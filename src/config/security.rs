//! Resolved security policy.
//!
//! Built once from a validated [`GatewayConfig`] and shared by `Arc` with every
//! admission stage. Components branch on these fields only, never on the raw
//! process environment.

use std::collections::{HashMap, HashSet};
use std::time::Duration;

use crate::config::schema::{EnvironmentMode, GatewayConfig, RateLimitKey};

/// Origins allowed to call the gateway from a browser.
#[derive(Debug, Clone, PartialEq, Eq)]
pub enum AllowedOrigins {
    Any,
    List(HashSet<String>),
}

impl AllowedOrigins {
    pub fn allows(&self, origin: &str) -> bool {
        match self {
            Self::Any => true,
            Self::List(origins) => origins.contains(origin.trim_end_matches('/')),
        }
    }
}

/// Cost model for the complexity analyzer.
#[derive(Debug, Clone, PartialEq, Eq)]
pub struct ComplexityRules {
    pub default_field_cost: u64,
    pub default_list_multiplier: u64,
    pub field_costs: HashMap<String, u64>,
    pub list_fields: HashSet<String>,
    pub list_size_arguments: Vec<String>,
}

impl ComplexityRules {
    pub fn field_cost(&self, field: &str) -> u64 {
        self.field_costs
            .get(field)
            .copied()
            .unwrap_or(self.default_field_cost)
    }
}

/// Immutable, process-lifetime security policy.
#[derive(Debug, Clone)]
pub struct SecurityConfig {
    pub mode: EnvironmentMode,
    pub allowed_origins: AllowedOrigins,
    pub max_request_bytes: usize,
    pub trust_forwarded_for: bool,

    pub rate_limit_enabled: bool,
    pub rate_limit_max: u32,
    pub rate_limit_window: Duration,
    pub rate_limit_key: RateLimitKey,
    pub max_tracked_clients: usize,

    pub max_query_depth: usize,
    pub max_query_complexity: u64,
    pub complexity: ComplexityRules,

    pub protected_fields: HashSet<String>,
}

impl SecurityConfig {
    /// Resolve the policy from a validated configuration.
    pub fn resolve(config: &GatewayConfig) -> Self {
        let allowed_origins = match &config.security.allowed_origins {
            None => AllowedOrigins::Any,
            Some(origins) => AllowedOrigins::List(
                origins
                    .iter()
                    .map(|o| o.trim_end_matches('/').to_string())
                    .collect(),
            ),
        };

        Self {
            mode: config.security.mode,
            allowed_origins,
            max_request_bytes: config.security.max_request_bytes,
            trust_forwarded_for: config.security.trust_forwarded_for,
            rate_limit_enabled: config.rate_limit.enabled,
            rate_limit_max: config.rate_limit.max_requests,
            rate_limit_window: Duration::from_millis(config.rate_limit.window_ms),
            rate_limit_key: config.rate_limit.key_by,
            max_tracked_clients: config.rate_limit.max_tracked_clients,
            max_query_depth: config.query.max_depth,
            max_query_complexity: config.query.max_complexity,
            complexity: ComplexityRules {
                default_field_cost: config.query.default_field_cost,
                default_list_multiplier: config.query.default_list_multiplier,
                field_costs: config.query.field_costs.clone(),
                list_fields: config.query.list_fields.iter().cloned().collect(),
                list_size_arguments: config.query.list_size_arguments.clone(),
            },
            protected_fields: config.query.protected_fields.iter().cloned().collect(),
        }
    }
}

impl Default for SecurityConfig {
    fn default() -> Self {
        Self::resolve(&GatewayConfig::default())
    }
}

--- What is required ---
The word to find is "AllowedOrigins". Copy every line of the data that holds it.

--- Answer box ---
pub enum AllowedOrigins {
impl AllowedOrigins {
    pub allowed_origins: AllowedOrigins,
            None => AllowedOrigins::Any,
            Some(origins) => AllowedOrigins::List(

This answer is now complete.